Note each line in the data below that holds "derive", and copy it.

═══

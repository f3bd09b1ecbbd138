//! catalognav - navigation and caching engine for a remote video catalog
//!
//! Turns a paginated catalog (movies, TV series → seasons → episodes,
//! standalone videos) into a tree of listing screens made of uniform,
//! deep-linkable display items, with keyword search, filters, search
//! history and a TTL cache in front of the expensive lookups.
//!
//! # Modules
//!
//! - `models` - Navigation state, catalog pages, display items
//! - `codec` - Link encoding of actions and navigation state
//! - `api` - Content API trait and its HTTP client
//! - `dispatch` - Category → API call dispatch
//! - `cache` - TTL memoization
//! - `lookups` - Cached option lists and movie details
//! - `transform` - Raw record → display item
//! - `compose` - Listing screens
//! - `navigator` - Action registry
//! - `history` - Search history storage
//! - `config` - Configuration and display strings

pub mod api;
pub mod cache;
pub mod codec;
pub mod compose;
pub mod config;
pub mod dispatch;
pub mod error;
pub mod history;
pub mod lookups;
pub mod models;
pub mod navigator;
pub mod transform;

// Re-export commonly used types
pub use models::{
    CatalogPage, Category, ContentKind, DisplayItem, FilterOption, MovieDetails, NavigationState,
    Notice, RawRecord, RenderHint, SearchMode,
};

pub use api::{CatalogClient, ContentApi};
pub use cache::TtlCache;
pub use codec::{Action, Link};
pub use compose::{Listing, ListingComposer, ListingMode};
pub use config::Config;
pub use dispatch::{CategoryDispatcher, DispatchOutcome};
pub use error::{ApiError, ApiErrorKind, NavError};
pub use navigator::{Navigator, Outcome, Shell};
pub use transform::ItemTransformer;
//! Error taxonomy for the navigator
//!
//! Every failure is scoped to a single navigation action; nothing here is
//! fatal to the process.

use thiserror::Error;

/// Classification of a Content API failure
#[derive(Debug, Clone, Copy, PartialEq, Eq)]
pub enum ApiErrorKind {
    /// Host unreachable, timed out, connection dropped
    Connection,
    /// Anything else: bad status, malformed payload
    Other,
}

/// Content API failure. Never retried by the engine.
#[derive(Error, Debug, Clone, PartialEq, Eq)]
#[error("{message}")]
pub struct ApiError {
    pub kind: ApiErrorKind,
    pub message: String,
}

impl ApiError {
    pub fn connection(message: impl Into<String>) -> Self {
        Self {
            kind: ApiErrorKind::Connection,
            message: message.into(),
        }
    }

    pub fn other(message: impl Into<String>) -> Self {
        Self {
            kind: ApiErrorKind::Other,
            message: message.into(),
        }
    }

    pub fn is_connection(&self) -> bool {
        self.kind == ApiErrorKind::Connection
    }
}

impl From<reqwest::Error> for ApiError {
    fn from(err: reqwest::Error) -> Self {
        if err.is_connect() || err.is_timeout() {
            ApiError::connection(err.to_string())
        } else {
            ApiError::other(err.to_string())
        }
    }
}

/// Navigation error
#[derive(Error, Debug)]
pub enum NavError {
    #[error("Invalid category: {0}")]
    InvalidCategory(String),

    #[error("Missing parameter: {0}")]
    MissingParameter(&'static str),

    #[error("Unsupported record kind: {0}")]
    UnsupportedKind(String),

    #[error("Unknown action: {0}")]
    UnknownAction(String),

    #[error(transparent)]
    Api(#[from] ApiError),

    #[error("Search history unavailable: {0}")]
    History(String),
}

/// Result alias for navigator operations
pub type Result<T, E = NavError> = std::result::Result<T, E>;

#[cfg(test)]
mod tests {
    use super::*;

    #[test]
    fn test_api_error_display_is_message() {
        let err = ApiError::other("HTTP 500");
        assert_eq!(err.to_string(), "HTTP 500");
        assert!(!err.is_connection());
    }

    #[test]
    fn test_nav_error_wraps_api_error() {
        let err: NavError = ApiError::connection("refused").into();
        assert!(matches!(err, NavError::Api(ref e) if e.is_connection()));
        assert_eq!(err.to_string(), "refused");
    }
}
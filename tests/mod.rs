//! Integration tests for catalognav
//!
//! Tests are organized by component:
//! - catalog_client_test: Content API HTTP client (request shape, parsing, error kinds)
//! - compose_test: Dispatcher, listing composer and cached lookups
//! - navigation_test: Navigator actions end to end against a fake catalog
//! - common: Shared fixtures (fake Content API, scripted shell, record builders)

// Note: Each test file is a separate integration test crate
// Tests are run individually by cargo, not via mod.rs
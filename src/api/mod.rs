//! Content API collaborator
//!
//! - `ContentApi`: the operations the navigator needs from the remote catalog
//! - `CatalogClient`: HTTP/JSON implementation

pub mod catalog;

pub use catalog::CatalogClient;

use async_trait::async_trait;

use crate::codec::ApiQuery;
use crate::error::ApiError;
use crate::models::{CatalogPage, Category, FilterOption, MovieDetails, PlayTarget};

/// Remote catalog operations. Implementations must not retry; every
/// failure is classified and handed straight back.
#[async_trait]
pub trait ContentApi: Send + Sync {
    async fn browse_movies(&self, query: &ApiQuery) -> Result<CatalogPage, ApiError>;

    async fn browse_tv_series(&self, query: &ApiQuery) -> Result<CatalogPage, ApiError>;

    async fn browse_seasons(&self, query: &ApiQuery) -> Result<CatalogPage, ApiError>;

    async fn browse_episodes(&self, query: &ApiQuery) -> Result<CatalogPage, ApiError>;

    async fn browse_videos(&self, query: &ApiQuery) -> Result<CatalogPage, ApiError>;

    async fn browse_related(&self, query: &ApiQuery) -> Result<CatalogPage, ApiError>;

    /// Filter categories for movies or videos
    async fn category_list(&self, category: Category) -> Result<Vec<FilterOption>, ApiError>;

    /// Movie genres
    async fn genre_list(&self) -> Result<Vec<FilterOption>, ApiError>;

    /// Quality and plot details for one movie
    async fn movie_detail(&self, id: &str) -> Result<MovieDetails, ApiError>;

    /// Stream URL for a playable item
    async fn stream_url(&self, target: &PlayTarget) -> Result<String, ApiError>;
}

═══

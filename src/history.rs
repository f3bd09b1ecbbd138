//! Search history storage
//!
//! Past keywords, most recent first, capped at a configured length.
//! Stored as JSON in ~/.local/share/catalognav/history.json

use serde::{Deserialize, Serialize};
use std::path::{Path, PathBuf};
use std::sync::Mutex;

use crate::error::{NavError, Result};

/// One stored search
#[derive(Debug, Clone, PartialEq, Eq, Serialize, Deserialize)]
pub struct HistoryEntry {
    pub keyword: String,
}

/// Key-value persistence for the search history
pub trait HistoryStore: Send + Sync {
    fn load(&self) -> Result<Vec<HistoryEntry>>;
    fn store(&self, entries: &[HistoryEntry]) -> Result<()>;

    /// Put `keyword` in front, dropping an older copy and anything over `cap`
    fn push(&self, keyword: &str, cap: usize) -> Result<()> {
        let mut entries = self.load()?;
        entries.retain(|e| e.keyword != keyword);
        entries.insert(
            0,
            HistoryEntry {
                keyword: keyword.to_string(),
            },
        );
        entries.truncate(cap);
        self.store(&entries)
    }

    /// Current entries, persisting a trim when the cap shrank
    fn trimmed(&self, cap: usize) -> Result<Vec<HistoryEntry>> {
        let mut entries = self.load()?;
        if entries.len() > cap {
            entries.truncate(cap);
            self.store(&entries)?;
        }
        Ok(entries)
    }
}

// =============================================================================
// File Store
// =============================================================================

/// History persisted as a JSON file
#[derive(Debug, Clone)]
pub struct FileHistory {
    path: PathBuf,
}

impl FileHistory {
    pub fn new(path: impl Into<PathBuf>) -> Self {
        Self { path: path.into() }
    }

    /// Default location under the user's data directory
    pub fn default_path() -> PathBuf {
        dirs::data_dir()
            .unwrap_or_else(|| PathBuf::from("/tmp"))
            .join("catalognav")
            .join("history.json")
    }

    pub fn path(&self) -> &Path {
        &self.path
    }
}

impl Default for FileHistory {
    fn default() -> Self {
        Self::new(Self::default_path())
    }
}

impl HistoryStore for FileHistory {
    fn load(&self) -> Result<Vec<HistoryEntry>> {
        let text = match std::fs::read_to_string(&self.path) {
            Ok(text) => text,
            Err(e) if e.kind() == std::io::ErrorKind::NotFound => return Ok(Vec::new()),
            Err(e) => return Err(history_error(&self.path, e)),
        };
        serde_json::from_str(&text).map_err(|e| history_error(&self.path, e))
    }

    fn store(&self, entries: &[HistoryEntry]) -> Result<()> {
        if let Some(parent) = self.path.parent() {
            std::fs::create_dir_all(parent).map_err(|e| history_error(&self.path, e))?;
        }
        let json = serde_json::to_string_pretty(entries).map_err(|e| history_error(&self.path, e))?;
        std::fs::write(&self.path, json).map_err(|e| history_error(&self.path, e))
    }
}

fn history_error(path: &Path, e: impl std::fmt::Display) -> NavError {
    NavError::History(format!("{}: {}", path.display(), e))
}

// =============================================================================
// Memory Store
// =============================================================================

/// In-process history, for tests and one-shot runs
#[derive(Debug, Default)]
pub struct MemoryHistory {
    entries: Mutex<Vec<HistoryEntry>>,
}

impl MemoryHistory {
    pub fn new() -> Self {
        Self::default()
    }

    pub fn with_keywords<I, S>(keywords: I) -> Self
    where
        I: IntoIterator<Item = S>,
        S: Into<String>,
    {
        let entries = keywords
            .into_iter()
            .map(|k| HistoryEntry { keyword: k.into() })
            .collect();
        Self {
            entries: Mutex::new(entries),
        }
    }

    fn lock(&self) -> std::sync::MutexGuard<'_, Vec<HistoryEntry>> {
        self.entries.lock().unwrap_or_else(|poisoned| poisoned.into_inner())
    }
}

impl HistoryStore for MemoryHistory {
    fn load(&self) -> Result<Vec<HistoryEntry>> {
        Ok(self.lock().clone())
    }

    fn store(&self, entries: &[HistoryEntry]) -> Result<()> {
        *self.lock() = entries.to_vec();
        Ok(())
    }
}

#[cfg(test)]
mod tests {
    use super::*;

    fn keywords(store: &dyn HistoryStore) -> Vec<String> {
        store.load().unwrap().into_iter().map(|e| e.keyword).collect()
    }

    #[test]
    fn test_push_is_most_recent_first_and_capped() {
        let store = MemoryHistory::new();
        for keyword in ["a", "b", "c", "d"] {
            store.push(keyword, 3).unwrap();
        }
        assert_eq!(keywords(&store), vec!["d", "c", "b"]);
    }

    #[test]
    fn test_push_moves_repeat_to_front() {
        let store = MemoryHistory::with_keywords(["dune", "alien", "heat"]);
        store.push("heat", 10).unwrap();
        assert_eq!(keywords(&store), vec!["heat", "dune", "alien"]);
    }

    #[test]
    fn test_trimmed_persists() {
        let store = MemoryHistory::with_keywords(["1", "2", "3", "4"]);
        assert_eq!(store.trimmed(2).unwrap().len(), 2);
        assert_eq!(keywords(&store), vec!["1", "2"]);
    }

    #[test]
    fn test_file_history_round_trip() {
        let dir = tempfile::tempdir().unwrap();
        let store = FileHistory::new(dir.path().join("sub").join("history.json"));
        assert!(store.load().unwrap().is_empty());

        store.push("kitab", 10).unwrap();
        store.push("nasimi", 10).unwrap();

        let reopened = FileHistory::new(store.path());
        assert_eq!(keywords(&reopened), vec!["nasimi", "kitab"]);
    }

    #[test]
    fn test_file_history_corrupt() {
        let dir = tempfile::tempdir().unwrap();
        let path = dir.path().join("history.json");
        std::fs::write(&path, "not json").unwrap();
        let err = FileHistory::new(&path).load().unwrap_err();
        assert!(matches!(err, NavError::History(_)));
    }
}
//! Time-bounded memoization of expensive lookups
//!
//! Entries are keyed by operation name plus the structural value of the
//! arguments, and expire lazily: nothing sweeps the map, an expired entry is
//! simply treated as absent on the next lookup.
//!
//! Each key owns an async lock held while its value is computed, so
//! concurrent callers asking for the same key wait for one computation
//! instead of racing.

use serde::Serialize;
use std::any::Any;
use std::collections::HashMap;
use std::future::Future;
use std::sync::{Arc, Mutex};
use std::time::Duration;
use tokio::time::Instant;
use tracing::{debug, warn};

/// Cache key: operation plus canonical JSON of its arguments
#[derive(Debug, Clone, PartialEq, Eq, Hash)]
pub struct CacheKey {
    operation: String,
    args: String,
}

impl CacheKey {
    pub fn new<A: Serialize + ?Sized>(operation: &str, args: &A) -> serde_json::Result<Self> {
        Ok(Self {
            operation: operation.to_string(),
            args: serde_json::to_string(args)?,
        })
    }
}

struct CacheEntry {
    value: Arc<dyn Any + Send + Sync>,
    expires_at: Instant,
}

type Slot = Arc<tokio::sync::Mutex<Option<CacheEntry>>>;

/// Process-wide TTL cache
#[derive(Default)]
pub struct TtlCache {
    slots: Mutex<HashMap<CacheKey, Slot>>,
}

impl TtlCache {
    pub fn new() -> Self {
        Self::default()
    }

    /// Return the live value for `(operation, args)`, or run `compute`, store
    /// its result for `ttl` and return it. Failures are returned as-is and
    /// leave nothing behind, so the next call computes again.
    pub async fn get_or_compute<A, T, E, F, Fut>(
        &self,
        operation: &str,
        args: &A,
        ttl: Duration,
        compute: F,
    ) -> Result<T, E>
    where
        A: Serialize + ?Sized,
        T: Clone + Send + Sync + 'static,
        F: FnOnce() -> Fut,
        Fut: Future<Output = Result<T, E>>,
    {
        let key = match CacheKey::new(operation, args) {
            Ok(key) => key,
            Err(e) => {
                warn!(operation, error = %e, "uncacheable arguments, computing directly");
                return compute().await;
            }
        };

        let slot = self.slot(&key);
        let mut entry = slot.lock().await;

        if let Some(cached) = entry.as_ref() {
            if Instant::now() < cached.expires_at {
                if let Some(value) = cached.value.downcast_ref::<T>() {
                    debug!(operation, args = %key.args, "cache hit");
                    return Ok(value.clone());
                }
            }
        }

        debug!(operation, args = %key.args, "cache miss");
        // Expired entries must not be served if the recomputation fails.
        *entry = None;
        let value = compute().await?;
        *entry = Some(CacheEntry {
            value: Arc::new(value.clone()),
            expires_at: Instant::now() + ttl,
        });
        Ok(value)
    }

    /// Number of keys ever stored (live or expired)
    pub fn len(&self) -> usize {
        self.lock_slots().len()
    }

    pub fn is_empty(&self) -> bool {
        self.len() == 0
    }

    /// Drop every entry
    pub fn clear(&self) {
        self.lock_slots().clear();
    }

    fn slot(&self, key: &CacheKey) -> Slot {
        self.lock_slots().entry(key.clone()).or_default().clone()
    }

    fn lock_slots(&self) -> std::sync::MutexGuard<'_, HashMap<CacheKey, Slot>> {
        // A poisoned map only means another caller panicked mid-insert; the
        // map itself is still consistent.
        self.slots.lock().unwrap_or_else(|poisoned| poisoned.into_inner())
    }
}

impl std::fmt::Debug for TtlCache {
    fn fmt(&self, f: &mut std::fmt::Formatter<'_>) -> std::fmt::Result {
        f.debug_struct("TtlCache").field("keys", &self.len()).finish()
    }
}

═══

__Result for this exercise__
#[derive(Debug, Clone, Copy, PartialEq, Eq)]
#[derive(Error, Debug, Clone, PartialEq, Eq)]
#[derive(Error, Debug)]
#[derive(Debug, Clone, PartialEq, Eq, Serialize, Deserialize)]
#[derive(Debug, Clone)]
#[derive(Debug, Default)]
#[derive(Debug, Clone, PartialEq, Eq, Hash)]
#[derive(Default)]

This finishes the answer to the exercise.